use crate::aspects::types::{AspectDefinition, AspectMatch, AspectPoint, AspectTable};
use crate::time::angle_difference;

/// Orb at or below which an aspect counts as exact.
pub const DEFAULT_EXACT_ORB: f64 = 0.1;

/// Angular separation of two longitudes, in [0, 180].
pub fn angular_separation(lon1: f64, lon2: f64) -> f64 {
    let raw = (lon1 - lon2).rem_euclid(360.0);
    if raw > 180.0 {
        360.0 - raw
    } else {
        raw
    }
}

/// Aspect calculator over an immutable table
#[derive(Debug, Clone)]
pub struct AspectCalculator {
    table: AspectTable,
    exact_orb: f64,
}

impl AspectCalculator {
    pub fn new(table: AspectTable) -> Self {
        Self {
            table,
            exact_orb: DEFAULT_EXACT_ORB,
        }
    }

    pub fn with_exact_orb(mut self, exact_orb: f64) -> Self {
        self.exact_orb = exact_orb;
        self
    }

    pub fn table(&self) -> &AspectTable {
        &self.table
    }

    /// Best matching aspect for one pair, if any.
    ///
    /// The smallest absolute orb wins. Definitions are iterated in
    /// [`AspectKind::PRIORITY`](crate::aspects::AspectKind::PRIORITY) order and
    /// only a strictly smaller orb replaces the current candidate, so exact
    /// ties go to the higher-priority kind.
    pub fn best_aspect(&self, a: &AspectPoint, b: &AspectPoint) -> Option<AspectMatch> {
        let separation = angular_separation(a.longitude, b.longitude);

        let mut best: Option<(f64, &AspectDefinition)> = None;
        for def in self.table.definitions() {
            let orb = separation - def.angle;
            if orb.abs() > def.max_orb {
                continue;
            }
            match best {
                Some((current, _)) if orb.abs() >= current.abs() => {}
                _ => best = Some((orb, def)),
            }
        }

        best.map(|(orb, def)| AspectMatch {
            a: a.point,
            b: b.point,
            kind: def.kind,
            separation,
            orb,
            applying: match (a.speed, b.speed) {
                (Some(sa), Some(sb)) => Some(is_applying(a.longitude, b.longitude, sa, sb, orb)),
                _ => None,
            },
            exact: orb.abs() <= self.exact_orb,
        })
    }

    /// All distinct unordered pairs within one list.
    pub fn natal(&self, points: &[AspectPoint]) -> Vec<AspectMatch> {
        let points = searchable(points);
        let mut matches = Vec::new();
        for i in 0..points.len() {
            for j in (i + 1)..points.len() {
                if points[i].point == points[j].point {
                    continue;
                }
                if let Some(m) = self.best_aspect(points[i], points[j]) {
                    matches.push(m);
                }
            }
        }
        sort_matches(&mut matches);
        matches
    }

    /// Every pair with one point from each list. `a` is always the first
    /// list's point.
    pub fn cross(&self, a: &[AspectPoint], b: &[AspectPoint]) -> Vec<AspectMatch> {
        let a = searchable(a);
        let b = searchable(b);
        let mut matches = Vec::new();
        for pa in &a {
            for pb in &b {
                if let Some(m) = self.best_aspect(pa, pb) {
                    matches.push(m);
                }
            }
        }
        sort_matches(&mut matches);
        matches
    }

    /// Natal search when both arguments are the same slice, cross search
    /// otherwise.
    ///
    /// Sameness is by identity, not content: two separately built charts
    /// that happen to hold equal positions still get a cross search.
    pub fn detect(&self, a: &[AspectPoint], b: &[AspectPoint]) -> Vec<AspectMatch> {
        if std::ptr::eq(a, b) {
            self.natal(a)
        } else {
            self.cross(a, b)
        }
    }
}

/// Detect aspects between two position lists, tightest first.
///
/// Pass the same slice twice for a natal chart; see [`AspectCalculator::detect`].
pub fn detect_aspects(a: &[AspectPoint], b: &[AspectPoint], table: &AspectTable) -> Vec<AspectMatch> {
    AspectCalculator::new(table.clone()).detect(a, b)
}

/// Ascending absolute orb, then kind priority, then point order.
pub fn sort_matches(matches: &mut [AspectMatch]) {
    matches.sort_by(|x, y| {
        x.abs_orb()
            .total_cmp(&y.abs_orb())
            .then_with(|| x.kind.priority_rank().cmp(&y.kind.priority_rank()))
            .then_with(|| x.a.cmp(&y.a))
            .then_with(|| x.b.cmp(&y.b))
    });
}

/// Points that take part in pairwise search: derived mirrors (descendant,
/// IC, south node) and non-finite longitudes are left out.
fn searchable(points: &[AspectPoint]) -> Vec<&AspectPoint> {
    points
        .iter()
        .filter(|p| {
            if !p.longitude.is_finite() {
                log::debug!("Skipping {} with non-finite longitude", p.point);
                return false;
            }
            !p.point.is_derived()
        })
        .collect()
}

/// Whether |orb| is shrinking given both longitude speeds.
fn is_applying(lon_a: f64, lon_b: f64, speed_a: f64, speed_b: f64, orb: f64) -> bool {
    if orb == 0.0 {
        return false;
    }
    let delta = angle_difference(lon_a, lon_b);
    // rate of change of the separation |delta|
    let separation_rate = if delta >= 0.0 {
        speed_a - speed_b
    } else {
        speed_b - speed_a
    };
    orb.signum() * separation_rate < 0.0
}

→ **Task requirements**: For each line in the records that holds "first", show that line as it stands.

→ **Solution to the problem**:
    /// Every pair with one point from each list. `a` is always the first
/// Detect aspects between two position lists, tightest first.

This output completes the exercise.